Une équipe d'archéologues et de géoscientifiques a récemment révélé les secrets de la topographie ancienne de Sahul, une masse continentale de la période glaciaire qui comprenait l'Australie et la Nouvelle-Guinée. Leurs recherches, publiées dans Quaternary Science Reviews, révèlent des détails intrigants sur une période peu connue de l’histoire de l’humanité.

Pendant les périodes de baisse du niveau de la mer, un immense archipel s'est formé sur le plateau continental nord-ouest de l'Australie (ci-dessus). Les îles Åland (ci-dessous), près de la Finlande, sont un exemple d'archipel formé lorsqu'un plateau continental moderne a été submergé. Source : Commission géologique des États-Unis, Geoscience Australia

Pendant une grande partie des 65 000 dernières années d'histoire humaine de l'Australie, la baisse du niveau de la mer a révélé une vaste masse continentale sèche au nord-ouest du continent australien, reliant les terres de Kimberley et d'Arnhem en une seule zone continue. Grâce à une analyse minutieuse des données bathymétriques à haute résolution (topographie du fond marin), les chercheurs ont découvert qu'au cours du stade isotopique marin 4 (il y a 71 000 à 59 000 ans), cette zone aujourd'hui submergée était autrefois un vaste archipel et était stable pendant environ 9 000 ans.

Au cours de la deuxième phase isotopique marine (il y a 29 000 à 14 000 ans), il est devenu un plateau complètement exposé, caractérisé par une mer intérieure adjacente à un grand lac d'eau douce et entouré de hautes parois abruptes coupées par de profonds canyons.

Le modèle de population de l'équipe montre qu'au cours de la phase isotopique marine 4-2, le plateau continental désormais submergé a connu des fluctuations de sa capacité de charge potentielle et aurait pu accueillir une population allant de 50 000 à 500 000 personnes à différents moments.

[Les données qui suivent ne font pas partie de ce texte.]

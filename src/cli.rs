use crate::client::PanelClient;
use crate::form::{build_run_config, FormState};
use crate::model::{Game, Task, DEVICES, VEC_BACKENDS};
use crate::settings::{self, PanelSettings, SettingsFile};
use anyhow::{Context, Result};
use clap::Parser;
use std::io::Write;
use std::path::PathBuf;
use tokio::sync::mpsc;

/// Output line routing for stdout/stderr writer.
enum OutputLine {
    Stdout(String),
    Stderr(String),
}

/// Spawn a blocking writer for stdout/stderr to avoid blocking async tasks.
fn spawn_output_writer() -> (
    mpsc::UnboundedSender<OutputLine>,
    tokio::task::JoinHandle<()>,
) {
    let (tx, mut rx) = mpsc::unbounded_channel::<OutputLine>();
    let handle = tokio::task::spawn_blocking(move || {
        let stdout = std::io::stdout();
        let stderr = std::io::stderr();
        let mut out = std::io::LineWriter::new(stdout.lock());
        let mut err = std::io::LineWriter::new(stderr.lock());

        while let Some(line) = rx.blocking_recv() {
            match line {
                OutputLine::Stdout(msg) => {
                    let _ = writeln!(out, "{}", msg);
                }
                OutputLine::Stderr(msg) => {
                    let _ = writeln!(err, "{}", msg);
                }
            }
        }

        let _ = out.flush();
        let _ = err.flush();
    });
    (tx, handle)
}

#[derive(Debug, Parser, Clone)]
#[command(
    name = "rl-run-panel",
    version,
    about = "Control panel for a single RL training/evaluation run"
)]
pub struct Cli {
    /// Base URL of the run server [default: http://127.0.0.1:8000]
    #[arg(long)]
    pub base_url: Option<String>,

    /// Settings file (JSON) [default: <config dir>/rl-run-panel/settings.json]
    #[arg(long)]
    pub config: Option<PathBuf>,

    /// Status refresh period [default: 1s]
    #[arg(long)]
    pub status_interval: Option<humantime::Duration>,

    /// Log refresh period [default: 1s]
    #[arg(long)]
    pub logs_interval: Option<humantime::Duration>,

    /// Checkpoint list refresh period [default: 5s]
    #[arg(long)]
    pub models_interval: Option<humantime::Duration>,

    /// Per-request timeout [default: 5s]
    #[arg(long)]
    pub request_timeout: Option<humantime::Duration>,

    /// Write diagnostics to this file (filter with RUST_LOG)
    #[arg(long)]
    pub log_file: Option<PathBuf>,

    /// Print status as JSON and exit (no TUI)
    #[arg(long)]
    pub json: bool,

    /// Print a text snapshot of status, checkpoints and recent logs and exit (no TUI)
    #[arg(long)]
    pub text: bool,

    /// List saved checkpoints for --game and exit
    #[arg(long)]
    pub models: bool,

    /// Start a run from the form flags below and exit
    #[arg(long)]
    pub start: bool,

    /// Stop the active run and exit
    #[arg(long)]
    pub stop: bool,

    /// Task to launch (train or evaluate)
    #[arg(long, default_value = "train")]
    pub task: Task,

    /// Environment (lunarlander or pong)
    #[arg(long, default_value = "lunarlander")]
    pub game: Game,

    /// Run name [default: per environment]
    #[arg(long)]
    pub run_name: Option<String>,

    /// Training timesteps [default: per environment]
    #[arg(long)]
    pub timesteps: Option<u64>,

    /// Parallel environments for training [default: per environment]
    #[arg(long)]
    pub n_envs: Option<u32>,

    /// Training device
    #[arg(long, value_parser = DEVICES)]
    pub device: Option<String>,

    /// Evaluation device
    #[arg(long, value_parser = DEVICES)]
    pub eval_device: Option<String>,

    /// Verbosity level passed to the training script
    #[arg(long)]
    pub verbose: Option<i64>,

    /// Vectorization backend (vectorized environments only)
    #[arg(long, value_parser = VEC_BACKENDS)]
    pub vec_env: Option<String>,

    /// Normalize vectorized observations (vectorized environments only)
    #[arg(long)]
    pub vec_normalize: bool,

    /// Evaluation episodes [default: per environment]
    #[arg(long)]
    pub episodes: Option<u32>,

    /// Checkpoint filename to evaluate (from --models)
    #[arg(long)]
    pub model: Option<String>,
}

impl Cli {
    pub fn is_headless(&self) -> bool {
        self.json || self.text || self.models || self.start || self.stop
    }
}

/// Seed the form from presets, then apply any flags given.
pub fn build_form(args: &Cli) -> FormState {
    let mut form = FormState::for_game(args.game);
    form.set_task(args.task);
    if let Some(name) = args.run_name.as_ref() {
        form.run_name = name.clone();
    }
    if let Some(v) = args.timesteps {
        form.timesteps = v.to_string();
    }
    if let Some(v) = args.n_envs {
        form.n_envs = v.to_string();
    }
    if let Some(v) = args.device.as_ref() {
        form.device = v.clone();
    }
    if let Some(v) = args.eval_device.as_ref() {
        form.eval_device = v.clone();
    }
    if let Some(v) = args.verbose {
        form.verbose = v.to_string();
    }
    if let Some(v) = args.vec_env.as_ref() {
        form.vec_env = v.clone();
    }
    form.vec_normalize = args.vec_normalize;
    if let Some(v) = args.episodes {
        form.episodes = v.to_string();
    }
    form.model = args.model.clone();
    form
}

/// Resolve settings from flags, the settings file and defaults.
pub fn resolve_settings(args: &Cli) -> Result<PanelSettings> {
    let file = match args.config.clone().or_else(settings::default_settings_path) {
        Some(path) => settings::load_settings_file(&path)?,
        None => SettingsFile::default(),
    };
    let overrides = SettingsFile {
        base_url: args.base_url.clone(),
        status_interval: args.status_interval.map(Into::into),
        logs_interval: args.logs_interval.map(Into::into),
        models_interval: args.models_interval.map(Into::into),
        request_timeout: args.request_timeout.map(Into::into),
    };
    Ok(PanelSettings::resolve(file, overrides))
}

pub async fn run(args: Cli) -> Result<()> {
    let actions = [args.start, args.stop, args.models]
        .iter()
        .filter(|a| **a)
        .count();
    if actions > 1 {
        return Err(anyhow::anyhow!(
            "--start, --stop and --models are mutually exclusive"
        ));
    }
    if args.json && args.text {
        return Err(anyhow::anyhow!("use either --json or --text, not both"));
    }

    let settings = resolve_settings(&args)?;

    if !args.is_headless() {
        #[cfg(feature = "tui")]
        {
            return crate::tui::run(args, settings).await;
        }
        #[cfg(not(feature = "tui"))]
        {
            // Fallback when built without TUI support.
            return run_headless(args, settings).await;
        }
    }

    run_headless(args, settings).await
}

async fn run_headless(args: Cli, settings: PanelSettings) -> Result<()> {
    let client = PanelClient::new(&settings.base_url, settings.request_timeout)
        .context("build HTTP client")?;
    let (out_tx, out_handle) = spawn_output_writer();

    let res = headless_action(&args, &client, &out_tx).await;

    drop(out_tx);
    let _ = out_handle.await;
    res
}

async fn headless_action(
    args: &Cli,
    client: &PanelClient,
    out_tx: &mpsc::UnboundedSender<OutputLine>,
) -> Result<()> {
    if args.models {
        let files = client
            .models(args.game)
            .await
            .with_context(|| format!("list checkpoints for {}", args.game))?;
        if args.json {
            let out = serde_json::to_string_pretty(
                &serde_json::json!({ "game": args.game, "files": files }),
            )?;
            let _ = out_tx.send(OutputLine::Stdout(out));
        } else {
            for f in files {
                let _ = out_tx.send(OutputLine::Stdout(f));
            }
        }
        return Ok(());
    }

    // A rejected action still reports the collaborator's current state.
    let mut action_err = None;
    if args.start {
        let cfg = build_run_config(&build_form(args));
        match client.start(&cfg).await {
            Ok(reply) => {
                let _ = out_tx.send(OutputLine::Stderr(format!(
                    "Start requested: {} {} ({}) -> {}",
                    cfg.task, cfg.game, cfg.run_name, reply
                )));
            }
            Err(e) => action_err = Some(anyhow::Error::from(e).context("start run")),
        }
    } else if args.stop {
        match client.stop().await {
            Ok(reply) => {
                let _ = out_tx.send(OutputLine::Stderr(format!("Stop requested -> {reply}")));
            }
            Err(e) => action_err = Some(anyhow::Error::from(e).context("stop run")),
        }
    }

    let snapshot = print_snapshot(args, client, out_tx).await;
    match action_err {
        Some(e) => Err(e),
        None => snapshot,
    }
}

async fn print_snapshot(
    args: &Cli,
    client: &PanelClient,
    out_tx: &mpsc::UnboundedSender<OutputLine>,
) -> Result<()> {
    let status = client.status().await.context("fetch status")?;
    if args.json {
        let _ = out_tx.send(OutputLine::Stdout(serde_json::to_string_pretty(&status)?));
        return Ok(());
    }

    let (models, logs) = if args.text {
        // Snapshot extras are best effort; status already succeeded.
        let (models, logs) = futures::join!(client.models(args.game), client.logs());
        (models.ok(), logs.unwrap_or_default())
    } else {
        (None, Vec::new())
    };
    let summary = crate::text_summary::build_text_summary(
        &status,
        args.game,
        models.as_deref(),
        &logs,
        crate::text_summary::DEFAULT_LOG_TAIL,
    );
    for line in summary.lines {
        let _ = out_tx.send(OutputLine::Stdout(line));
    }
    Ok(())
}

Cependant, entre 14 500 et 14 100 ans (au cours de Meltwater Pulse 1A) et entre 12 000 et 9 000 ans, le niveau de la mer a augmenté rapidement, provoquant la submersion rapide d'environ 50 % du plateau continental du nord-ouest, entraînant de profonds changements dans la durée de vie humaine.

Ces événements ont probablement déclenché le retrait des humains avant l’érosion du littoral, comme en témoignent le pic d’intensité professionnelle sur les sites archéologiques de Kimberley et d’Arnhem et l’apparition soudaine de nouveaux styles d’art rupestre distinctifs dans les deux régions.

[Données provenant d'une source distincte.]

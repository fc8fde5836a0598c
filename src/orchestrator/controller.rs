//! Run lifecycle controller.
//!
//! Owns the three periodic pollers and the start/stop actions, and emits
//! events for presentation layers. Every request runs in its own task so a
//! slow collaborator never delays the next tick or a user action.

use crate::client::PanelClient;
use crate::model::{Game, PanelEvent, Region, RunConfig};
use crate::settings::PanelSettings;
use anyhow::Result;
use tokio::sync::mpsc::{UnboundedReceiver, UnboundedSender};
use tokio::task::JoinSet;
use tokio::time::MissedTickBehavior;
use tracing::{debug, info, warn};

/// Commands emitted by UI layers.
#[derive(Debug, Clone)]
pub(crate) enum UiCommand {
    Start(RunConfig),
    Stop,
    /// The form switched environment; checkpoint listings follow it.
    SetGame(Game),
    Quit,
}

pub(crate) async fn refresh_status(client: &PanelClient, event_tx: &UnboundedSender<PanelEvent>) {
    match client.status().await {
        Ok(status) => {
            debug!(state = %status.state, "status refreshed");
            let _ = event_tx.send(PanelEvent::Status(status));
        }
        Err(e) => report_failure(event_tx, Region::Status, e),
    }
}

pub(crate) async fn refresh_logs(client: &PanelClient, event_tx: &UnboundedSender<PanelEvent>) {
    match client.logs().await {
        Ok(lines) => {
            debug!(lines = lines.len(), "logs refreshed");
            let _ = event_tx.send(PanelEvent::Logs(lines));
        }
        Err(e) => report_failure(event_tx, Region::Logs, e),
    }
}

pub(crate) async fn refresh_models(
    client: &PanelClient,
    game: Game,
    event_tx: &UnboundedSender<PanelEvent>,
) {
    match client.models(game).await {
        Ok(files) => {
            debug!(%game, files = files.len(), "models refreshed");
            let _ = event_tx.send(PanelEvent::Models { game, files });
        }
        Err(e) => report_failure(event_tx, Region::Models, e),
    }
}

fn report_failure(
    event_tx: &UnboundedSender<PanelEvent>,
    region: Region,
    e: crate::client::ClientError,
) {
    warn!(%region, error = %e, "poll failed");
    let _ = event_tx.send(PanelEvent::PollFailed {
        region,
        error: e.to_string(),
    });
}

/// Submit a launch request, then refresh status right away. Running state is
/// only shown once the collaborator reports it.
pub(crate) async fn start_run(
    client: &PanelClient,
    cfg: RunConfig,
    event_tx: &UnboundedSender<PanelEvent>,
) {
    info!(task = %cfg.task, game = %cfg.game, run_name = %cfg.run_name, "starting run");
    let msg = match client.start(&cfg).await {
        Ok(_) => format!("Start requested: {} {} ({})", cfg.task, cfg.game, cfg.run_name),
        Err(e) => {
            warn!(error = %e, "start rejected");
            format!("Start failed: {e}")
        }
    };
    let _ = event_tx.send(PanelEvent::Info(msg));
    refresh_status(client, event_tx).await;
}

/// Submit a stop request, then refresh status right away. Stopping an idle
/// collaborator is fine; it owns idempotency.
pub(crate) async fn stop_run(client: &PanelClient, event_tx: &UnboundedSender<PanelEvent>) {
    info!("stopping run");
    let msg = match client.stop().await {
        Ok(_) => "Stop requested".to_string(),
        Err(e) => {
            warn!(error = %e, "stop failed");
            format!("Stop failed: {e}")
        }
    };
    let _ = event_tx.send(PanelEvent::Info(msg));
    refresh_status(client, event_tx).await;
}

/// Poll the collaborator on fixed periods and execute UI commands until quit.
pub(crate) async fn run_controller(
    client: PanelClient,
    settings: &PanelSettings,
    initial_game: Game,
    event_tx: UnboundedSender<PanelEvent>,
    mut cmd_rx: UnboundedReceiver<UiCommand>,
) -> Result<()> {
    let mut game = initial_game;
    let mut status_tick = tokio::time::interval(settings.status_interval);
    let mut logs_tick = tokio::time::interval(settings.logs_interval);
    let mut models_tick = tokio::time::interval(settings.models_interval);
    for tick in [&mut status_tick, &mut logs_tick, &mut models_tick] {
        tick.set_missed_tick_behavior(MissedTickBehavior::Delay);
    }

    // In-flight requests. Dropping the set on quit abandons them.
    let mut tasks: JoinSet<()> = JoinSet::new();

    info!(base_url = client.base_url(), %game, "controller started");

    loop {
        tokio::select! {
            cmd = cmd_rx.recv() => {
                match cmd {
                    Some(UiCommand::Start(cfg)) => {
                        let (client, tx) = (client.clone(), event_tx.clone());
                        tasks.spawn(async move { start_run(&client, cfg, &tx).await });
                    }
                    Some(UiCommand::Stop) => {
                        let (client, tx) = (client.clone(), event_tx.clone());
                        tasks.spawn(async move { stop_run(&client, &tx).await });
                    }
                    Some(UiCommand::SetGame(g)) => {
                        game = g;
                        let (client, tx) = (client.clone(), event_tx.clone());
                        tasks.spawn(async move { refresh_models(&client, g, &tx).await });
                    }
                    Some(UiCommand::Quit) | None => break,
                }
            }
            _ = status_tick.tick() => {
                let (client, tx) = (client.clone(), event_tx.clone());
                tasks.spawn(async move { refresh_status(&client, &tx).await });
            }
            _ = logs_tick.tick() => {
                let (client, tx) = (client.clone(), event_tx.clone());
                tasks.spawn(async move { refresh_logs(&client, &tx).await });
            }
            _ = models_tick.tick() => {
                let (client, tx) = (client.clone(), event_tx.clone());
                tasks.spawn(async move { refresh_models(&client, game, &tx).await });
            }
            Some(joined) = tasks.join_next(), if !tasks.is_empty() => {
                if let Err(e) = joined {
                    warn!(error = %e, "refresh task failed");
                }
            }
        }
    }

    debug!(in_flight = tasks.len(), "controller stopping");
    Ok(())
}

#[cfg(test)]
mod tests {
    use super::*;
    use crate::form::{build_run_config, FormState};
    use crate::model::RunState;
    use serde_json::json;
    use std::time::Duration;
    use tokio::sync::mpsc;
    use wiremock::matchers::{method, path, query_param};
    use wiremock::{Mock, MockServer, ResponseTemplate};

    fn fast_settings(base_url: String) -> PanelSettings {
        PanelSettings {
            base_url,
            status_interval: Duration::from_millis(50),
            logs_interval: Duration::from_millis(50),
            models_interval: Duration::from_secs(60),
            request_timeout: Duration::from_secs(2),
        }
    }

    async fn mount_pollers(server: &MockServer) {
        Mock::given(method("GET"))
            .and(path("/status"))
            .respond_with(
                ResponseTemplate::new(200).set_body_json(json!({"state": "running", "command": "python train.py"})),
            )
            .mount(server)
            .await;
        Mock::given(method("GET"))
            .and(path("/logs"))
            .respond_with(ResponseTemplate::new(200).set_body_json(json!({"lines": ["step 1"]})))
            .mount(server)
            .await;
        Mock::given(method("GET"))
            .and(path("/models"))
            .and(query_param("game", "lunarlander"))
            .respond_with(ResponseTemplate::new(200).set_body_json(json!({"files": ["ll.zip"]})))
            .mount(server)
            .await;
        Mock::given(method("GET"))
            .and(path("/models"))
            .and(query_param("game", "pong"))
            .respond_with(ResponseTemplate::new(200).set_body_json(json!({"files": ["pong_dqn.zip"]})))
            .mount(server)
            .await;
    }

    async fn next_matching<F>(rx: &mut mpsc::UnboundedReceiver<PanelEvent>, mut f: F) -> PanelEvent
    where
        F: FnMut(&PanelEvent) -> bool,
    {
        tokio::time::timeout(Duration::from_secs(5), async {
            loop {
                let ev = rx.recv().await.expect("controller closed the channel");
                if f(&ev) {
                    return ev;
                }
            }
        })
        .await
        .expect("timed out waiting for event")
    }

    #[tokio::test]
    async fn polls_every_region() {
        let server = MockServer::start().await;
        mount_pollers(&server).await;
        let settings = fast_settings(server.uri());
        let client = PanelClient::new(&settings.base_url, settings.request_timeout).unwrap();
        let (event_tx, mut event_rx) = mpsc::unbounded_channel();
        let (cmd_tx, cmd_rx) = mpsc::unbounded_channel();

        let handle = tokio::spawn(async move {
            run_controller(client, &settings, Game::LunarLander, event_tx, cmd_rx).await
        });

        let ev = next_matching(&mut event_rx, |e| matches!(e, PanelEvent::Status(_))).await;
        match ev {
            PanelEvent::Status(s) => assert_eq!(s.state, RunState::Running),
            _ => unreachable!(),
        }
        next_matching(&mut event_rx, |e| matches!(e, PanelEvent::Logs(l) if l == &["step 1"]))
            .await;
        next_matching(&mut event_rx, |e| {
            matches!(e, PanelEvent::Models { game: Game::LunarLander, files } if files == &["ll.zip"])
        })
        .await;

        // Switching environment lists that environment's checkpoints right away,
        // well before the next periodic model tick.
        cmd_tx.send(UiCommand::SetGame(Game::Pong)).unwrap();
        next_matching(&mut event_rx, |e| {
            matches!(e, PanelEvent::Models { game: Game::Pong, files } if files == &["pong_dqn.zip"])
        })
        .await;

        cmd_tx.send(UiCommand::Quit).unwrap();
        handle.await.unwrap().unwrap();
    }

    #[tokio::test]
    async fn start_is_followed_by_a_status_refresh() {
        let server = MockServer::start().await;
        Mock::given(method("POST"))
            .and(path("/run"))
            .respond_with(ResponseTemplate::new(200).set_body_json(json!({"ok": true})))
            .expect(1)
            .mount(&server)
            .await;
        Mock::given(method("GET"))
            .and(path("/status"))
            .respond_with(ResponseTemplate::new(200).set_body_json(json!({"state": "running"})))
            .expect(1)
            .mount(&server)
            .await;

        let client = PanelClient::new(&server.uri(), Duration::from_secs(2)).unwrap();
        let (tx, mut rx) = mpsc::unbounded_channel();
        start_run(&client, build_run_config(&FormState::default()), &tx).await;

        match rx.recv().await {
            Some(PanelEvent::Info(msg)) => assert!(msg.starts_with("Start requested"), "{msg}"),
            other => panic!("unexpected {other:?}"),
        }
        assert!(matches!(rx.recv().await, Some(PanelEvent::Status(_))));
    }

    #[tokio::test]
    async fn rejected_start_still_refreshes_status() {
        let server = MockServer::start().await;
        Mock::given(method("POST"))
            .and(path("/run"))
            .respond_with(ResponseTemplate::new(400).set_body_json(json!({"error": "Invalid task/game"})))
            .mount(&server)
            .await;
        Mock::given(method("GET"))
            .and(path("/status"))
            .respond_with(ResponseTemplate::new(200).set_body_json(json!({"state": "idle"})))
            .mount(&server)
            .await;

        let client = PanelClient::new(&server.uri(), Duration::from_secs(2)).unwrap();
        let (tx, mut rx) = mpsc::unbounded_channel();
        start_run(&client, build_run_config(&FormState::default()), &tx).await;

        match rx.recv().await {
            Some(PanelEvent::Info(msg)) => assert!(msg.contains("Invalid task/game"), "{msg}"),
            other => panic!("unexpected {other:?}"),
        }
        match rx.recv().await {
            Some(PanelEvent::Status(s)) => assert_eq!(s.state, RunState::Idle),
            other => panic!("unexpected {other:?}"),
        }
    }

    #[tokio::test]
    async fn stop_when_unreachable_reports_without_panicking() {
        let client = PanelClient::new("http://127.0.0.1:9", Duration::from_millis(300)).unwrap();
        let (tx, mut rx) = mpsc::unbounded_channel();
        stop_run(&client, &tx).await;

        assert!(matches!(rx.recv().await, Some(PanelEvent::Info(m)) if m.starts_with("Stop failed")));
        assert!(matches!(
            rx.recv().await,
            Some(PanelEvent::PollFailed { region: Region::Status, .. })
        ));
    }
}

Le chercheur principal Kasih Norman a déclaré : « L'existence de ce vaste archipel a probablement facilité la dispersion réussie des premiers explorateurs maritimes de l'île de Varasei (dans l'actuelle Indonésie), leur fournissant un environnement familier pour s'adapter au vaste continent de Sahul. »

En outre, l’étude met en évidence le rôle essentiel joué par les marges continentales désormais submergées dans les débuts de l’expansion humaine. Norman a ajouté : « La tentation d’ignorer le bord du plateau continental du Pléistocène supérieur du Sahul dans les discussions sur la reproduction et l’expansion humaines précoces risque de simplifier à l’excès et de mal comprendre cette période historique critique. »

Les implications de ces résultats mettent en évidence la nécessité de réévaluer les récits des premières migrations humaines et l’impact du changement climatique sur les populations anciennes.

"Nos modèles de population montrent que les populations ont culminé au cours de la dernière période glaciaire, il y a environ 20 000 ans, lorsque toute l'étendue du plateau nord-ouest était constituée de terre ferme", a déclaré Norman. "Maintenant, de nouvelles recherches génétiques soutiennent cette découverte, montrant que la population des îles Tiwi était très importante au plus fort de la dernière période glaciaire, juste à l'est de la zone d'étude."

L’essor de l’archéologie sous-marine en Australie contribue à la compréhension mondiale des migrations humaines de la fin du Pléistocène, alors que les paysages sous-marins continuent de produire de précieuses découvertes archéologiques.

Cette étude constitue une étape importante dans la compréhension des interactions complexes entre les paysages anciens, les humains et les changements environnementaux. Le Dr Norman a déclaré qu'à mesure que l'exploration et l'analyse des sites sous-marins se développent, on s'attend à ce que davantage de secrets sur l'histoire commune de l'humanité soient révélés.